La défense a accepté la plainte de l'accusation, cesse l'appel à l'audience sur le gaz de Conjufca

Parce que la défense a rejeté la plainte de l'accusation contre la décision de la Fondation, avec laquelle le Premier Ministre Glauk Konjufca a été acquitté d'avoir largué du gaz lacrymogène à l'Assemblée, les sessions à la Cour d'appel ont été interrompues. Selon l'acte d'accusation, à l'Assemblée du Kosovo, le 10 août 2016, dans la [...]
Dans l'acte d'accusation, il est dit que, lors de l'Assemblée du Kosovo le 10 août 2016, dans la qualité du député, Konjufca a lancé des gaz lacrymogènes dans la salle, avec laquelle rester dans la salle a été incapable, rapporte le “pari sur la justice”.
Le chef de l ' École d ' appel, le juge Skender Chocaj, a annoncé qu ' à l ' encontre de la décision de la fondation, le Procureur constitutionnel de Pristina avait porté plainte.
L'audience a manqué Konjufca, pour laquelle le juge Chocaj a déclaré que l'invitation avait été remise, mais l'adresse s'est révélée incorrecte.
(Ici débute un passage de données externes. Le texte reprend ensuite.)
//! Frame builders for tests.
//!
//! Builds Ethernet/IPv4/TCP frames byte by byte so reassembly and TLS tests
//! can feed the engine exactly the packets they describe.

use super::{TCP_FLAG_ACK, TCP_FLAG_FIN, TCP_FLAG_PSH, TCP_FLAG_SYN};

/// Builder for constructing Ethernet frames.
#[derive(Debug, Clone)]
pub struct EthernetBuilder {
    src_mac: [u8; 6],
    dst_mac: [u8; 6],
    ethertype: u16,
    payload: Vec<u8>,
}

impl Default for EthernetBuilder {
    fn default() -> Self {
        Self {
            src_mac: [0x02, 0x00, 0x00, 0x00, 0x00, 0x01],
            dst_mac: [0x02, 0x00, 0x00, 0x00, 0x00, 0x02],
            ethertype: 0x0800,
            payload: Vec::new(),
        }
    }
}

impl EthernetBuilder {
    pub fn new() -> Self {
        Self::default()
    }

    pub fn ethertype(mut self, ethertype: u16) -> Self {
        self.ethertype = ethertype;
        self
    }

    pub fn ipv4(self) -> Self {
        self.ethertype(0x0800)
    }

    pub fn payload(mut self, payload: Vec<u8>) -> Self {
        self.payload = payload;
        self
    }

    pub fn build(self) -> Vec<u8> {
        let mut frame = Vec::with_capacity(14 + self.payload.len());
        frame.extend_from_slice(&self.dst_mac);
        frame.extend_from_slice(&self.src_mac);
        frame.extend_from_slice(&self.ethertype.to_be_bytes());
        frame.extend_from_slice(&self.payload);
        frame
    }
}

/// Builder for constructing IPv4 packets.
#[derive(Debug, Clone)]
pub struct Ipv4Builder {
    ttl: u8,
    protocol: u8,
    src_ip: [u8; 4],
    dst_ip: [u8; 4],
    payload: Vec<u8>,
}

impl Default for Ipv4Builder {
    fn default() -> Self {
        Self {
            ttl: 64,
            protocol: 6,
            src_ip: [10, 0, 0, 1],
            dst_ip: [10, 0, 0, 2],
            payload: Vec::new(),
        }
    }
}

impl Ipv4Builder {
    pub fn new() -> Self {
        Self::default()
    }

    pub fn protocol(mut self, protocol: u8) -> Self {
        self.protocol = protocol;
        self
    }

    pub fn tcp(self) -> Self {
        self.protocol(6)
    }

    pub fn udp(self) -> Self {
        self.protocol(17)
    }

    pub fn src_ip(mut self, ip: [u8; 4]) -> Self {
        self.src_ip = ip;
        self
    }

    pub fn dst_ip(mut self, ip: [u8; 4]) -> Self {
        self.dst_ip = ip;
        self
    }

    pub fn payload(mut self, payload: Vec<u8>) -> Self {
        self.payload = payload;
        self
    }

    pub fn build(self) -> Vec<u8> {
        let total_length = (20 + self.payload.len()) as u16;
        let mut packet = Vec::with_capacity(20 + self.payload.len());

        packet.push(0x45); // Version 4, IHL 5
        packet.push(0x00);
        packet.extend_from_slice(&total_length.to_be_bytes());
        packet.extend_from_slice(&[0x00, 0x01]); // Identification
        packet.extend_from_slice(&[0x40, 0x00]); // Don't fragment
        packet.push(self.ttl);
        packet.push(self.protocol);
        packet.extend_from_slice(&[0x00, 0x00]); // Checksum (not calculated)
        packet.extend_from_slice(&self.src_ip);
        packet.extend_from_slice(&self.dst_ip);
        packet.extend_from_slice(&self.payload);

        packet
    }
}

/// Builder for constructing TCP segments.
#[derive(Debug, Clone)]
pub struct TcpBuilder {
    src_port: u16,
    dst_port: u16,
    seq: u32,
    ack: u32,
    flags: u8,
    window: u16,
    options: Vec<u8>,
    payload: Vec<u8>,
}

impl Default for TcpBuilder {
    fn default() -> Self {
        Self {
            src_port: 49152,
            dst_port: 80,
            seq: 1,
            ack: 0,
            flags: TCP_FLAG_SYN,
            window: 65535,
            options: Vec::new(),
            payload: Vec::new(),
        }
    }
}

impl TcpBuilder {
    pub fn new() -> Self {
        Self::default()
    }

    pub fn src_port(mut self, port: u16) -> Self {
        self.src_port = port;
        self
    }

    pub fn dst_port(mut self, port: u16) -> Self {
        self.dst_port = port;
        self
    }

    pub fn seq(mut self, seq: u32) -> Self {
        self.seq = seq;
        self
    }

    pub fn ack_num(mut self, ack: u32) -> Self {
        self.ack = ack;
        self
    }

    pub fn flags(mut self, flags: u8) -> Self {
        self.flags = flags;
        self
    }

    pub fn syn(self) -> Self {
        self.flags(TCP_FLAG_SYN)
    }

    pub fn syn_ack(self) -> Self {
        self.flags(TCP_FLAG_SYN | TCP_FLAG_ACK)
    }

    pub fn ack(self) -> Self {
        self.flags(TCP_FLAG_ACK)
    }

    pub fn fin_ack(self) -> Self {
        self.flags(TCP_FLAG_FIN | TCP_FLAG_ACK)
    }

    pub fn psh_ack(self) -> Self {
        self.flags(TCP_FLAG_PSH | TCP_FLAG_ACK)
    }

    /// Append NOP, NOP, Timestamp(tsval, tsecr).
    pub fn timestamp(mut self, tsval: u32, tsecr: u32) -> Self {
        self.options.extend_from_slice(&[0x01, 0x01, 0x08, 0x0a]);
        self.options.extend_from_slice(&tsval.to_be_bytes());
        self.options.extend_from_slice(&tsecr.to_be_bytes());
        self
    }

    pub fn payload(mut self, payload: Vec<u8>) -> Self {
        self.payload = payload;
        self
    }

    pub fn build(mut self) -> Vec<u8> {
        while self.options.len() % 4 != 0 {
            self.options.push(0x00);
        }
        let data_offset = (5 + self.options.len() / 4) as u8;
        let mut segment = Vec::with_capacity(20 + self.options.len() + self.payload.len());

        segment.extend_from_slice(&self.src_port.to_be_bytes());
        segment.extend_from_slice(&self.dst_port.to_be_bytes());
        segment.extend_from_slice(&self.seq.to_be_bytes());
        segment.extend_from_slice(&self.ack.to_be_bytes());
        segment.push(data_offset << 4);
        segment.push(self.flags);
        segment.extend_from_slice(&self.window.to_be_bytes());
        segment.extend_from_slice(&[0x00, 0x00]); // Checksum
        segment.extend_from_slice(&[0x00, 0x00]); // Urgent pointer
        segment.extend_from_slice(&self.options);
        segment.extend_from_slice(&self.payload);

        segment
    }
}

/// Build a complete Ethernet/IPv4/TCP frame.
#[allow(clippy::too_many_arguments)]
pub fn build_tcp_frame(
    src_ip: [u8; 4],
    src_port: u16,
    dst_ip: [u8; 4],
    dst_port: u16,
    seq: u32,
    ack: u32,
    flags: u8,
    payload: &[u8],
) -> Vec<u8> {
    let tcp = TcpBuilder::new()
        .src_port(src_port)
        .dst_port(dst_port)
        .seq(seq)
        .ack_num(ack)
        .flags(flags)
        .payload(payload.to_vec())
        .build();

    let ipv4 = Ipv4Builder::new()
        .src_ip(src_ip)
        .dst_ip(dst_ip)
        .tcp()
        .payload(tcp)
        .build();

    EthernetBuilder::new().ipv4().payload(ipv4).build()
}

/// Generates the frames of one client/server TCP conversation, tracking
/// sequence and acknowledgment numbers for both sides.
#[derive(Debug, Clone)]
pub struct Conversation {
    client: ([u8; 4], u16),
    server: ([u8; 4], u16),
    client_next: u32,
    server_next: u32,
}

impl Conversation {
    /// Start a conversation with the given initial sequence numbers.
    pub fn new(client: ([u8; 4], u16), server: ([u8; 4], u16), client_isn: u32, server_isn: u32) -> Self {
        Self {
            client,
            server,
            client_next: client_isn,
            server_next: server_isn,
        }
    }

    /// SYN, SYN-ACK, ACK.
    pub fn handshake(&mut self) -> Vec<Vec<u8>> {
        let syn = self.client_frame(TCP_FLAG_SYN, &[], 0);
        self.client_next = self.client_next.wrapping_add(1);
        let syn_ack = self.server_frame(TCP_FLAG_SYN | TCP_FLAG_ACK, &[]);
        self.server_next = self.server_next.wrapping_add(1);
        let ack = self.client_frame(TCP_FLAG_ACK, &[], self.server_next);
        vec![syn, syn_ack, ack]
    }

    /// A data segment from the client.
    pub fn client_data(&mut self, payload: &[u8]) -> Vec<u8> {
        let frame = self.client_frame(TCP_FLAG_PSH | TCP_FLAG_ACK, payload, self.server_next);
        self.client_next = self.client_next.wrapping_add(payload.len() as u32);
        frame
    }

    /// A data segment from the server.
    pub fn server_data(&mut self, payload: &[u8]) -> Vec<u8> {
        let frame = self.server_frame(TCP_FLAG_PSH | TCP_FLAG_ACK, payload);
        self.server_next = self.server_next.wrapping_add(payload.len() as u32);
        frame
    }

    /// FIN from the client.
    pub fn client_fin(&mut self) -> Vec<u8> {
        let frame = self.client_frame(TCP_FLAG_FIN | TCP_FLAG_ACK, &[], self.server_next);
        self.client_next = self.client_next.wrapping_add(1);
        frame
    }

    /// FIN from the server.
    pub fn server_fin(&mut self) -> Vec<u8> {
        let frame = self.server_frame(TCP_FLAG_FIN | TCP_FLAG_ACK, &[]);
        self.server_next = self.server_next.wrapping_add(1);
        frame
    }

    fn client_frame(&self, flags: u8, payload: &[u8], ack: u32) -> Vec<u8> {
        build_tcp_frame(
            self.client.0,
            self.client.1,
            self.server.0,
            self.server.1,
            self.client_next,
            ack,
            flags,
            payload,
        )
    }

    fn server_frame(&self, flags: u8, payload: &[u8]) -> Vec<u8> {
        build_tcp_frame(
            self.server.0,
            self.server.1,
            self.client.0,
            self.client.1,
            self.server_next,
            self.client_next,
            flags,
            payload,
        )
    }
}

/// Write frames into an in-memory legacy PCAP file (little-endian,
/// microsecond timestamps, Ethernet link type).
pub fn pcap_file(frames: &[(i64, Vec<u8>)]) -> Vec<u8> {
    let mut data = Vec::new();

    // Global header
    data.extend_from_slice(&0xa1b2c3d4u32.to_le_bytes()); // Magic
    data.extend_from_slice(&2u16.to_le_bytes()); // Version major
    data.extend_from_slice(&4u16.to_le_bytes()); // Version minor
    data.extend_from_slice(&0i32.to_le_bytes()); // Thiszone
    data.extend_from_slice(&0u32.to_le_bytes()); // Sigfigs
    data.extend_from_slice(&65535u32.to_le_bytes()); // Snaplen
    data.extend_from_slice(&1u32.to_le_bytes()); // Network (Ethernet)

    for (timestamp_us, frame) in frames {
        let len = frame.len() as u32;
        data.extend_from_slice(&((timestamp_us / 1_000_000) as u32).to_le_bytes());
        data.extend_from_slice(&((timestamp_us % 1_000_000) as u32).to_le_bytes());
        data.extend_from_slice(&len.to_le_bytes());
        data.extend_from_slice(&len.to_le_bytes());
        data.extend_from_slice(frame);
    }

    data
}

#[cfg(test)]
mod tests {
    use super::*;

    #[test]
    fn test_ethernet_builder() {
        let frame = EthernetBuilder::new().ipv4().payload(vec![0x45, 0x00]).build();

        assert_eq!(frame.len(), 16);
        assert_eq!(&frame[12..14], &[0x08, 0x00]);
    }

    #[test]
    fn test_tcp_builder_with_timestamp() {
        let segment = TcpBuilder::new()
            .src_port(443)
            .dst_port(54321)
            .syn()
            .timestamp(7, 9)
            .build();

        assert_eq!(segment.len(), 32);
        assert_eq!(segment[12] >> 4, 8);
        assert_eq!(segment[13], TCP_FLAG_SYN);
    }

    #[test]
    fn test_build_tcp_frame() {
        let frame = build_tcp_frame([10, 0, 0, 1], 1234, [10, 0, 0, 2], 80, 1, 0, TCP_FLAG_SYN, &[]);

        // Ethernet (14) + IPv4 (20) + TCP (20)
        assert_eq!(frame.len(), 54);
    }

    #[test]
    fn test_conversation_sequence_tracking() {
        let mut conv = Conversation::new(([10, 0, 0, 1], 40000), ([10, 0, 0, 2], 80), 100, 500);
        let hs = conv.handshake();
        assert_eq!(hs.len(), 3);

        // SYN-ACK acknowledges client ISN + 1
        assert_eq!(&hs[1][42..46], &101u32.to_be_bytes());
        // Data after handshake starts at ISN + 1
        let data = conv.client_data(b"abc");
        assert_eq!(&data[38..42], &101u32.to_be_bytes());
        assert_eq!(&data[42..46], &501u32.to_be_bytes());
    }

    #[test]
    fn test_pcap_file_layout() {
        let data = pcap_file(&[(2_000_003, vec![0xaa; 60])]);
        assert_eq!(data.len(), 24 + 16 + 60);
        assert_eq!(&data[..4], &[0xd4, 0xc3, 0xb2, 0xa1]);
        assert_eq!(&data[24..28], &2u32.to_le_bytes());
        assert_eq!(&data[28..32], &3u32.to_le_bytes());
    }
}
La défenseuse de la Conjufca, l'avocat Arbnor Zeqiri, dit que la présence de Konjufca n'est pas obligatoire dans cette session, mais si nécessaire, elle communiquera avec lui.
Selon Zeqiri, Konjufca est annoncé pour la session.
“Nous, en tant que défense, n'acceptons pas une plainte, du tribunal au premier degré, que nous pourrions être en mesure de répondre à”, a déclaré Zeqiri.
L'avocat a demandé que la demande soit présentée officiellement.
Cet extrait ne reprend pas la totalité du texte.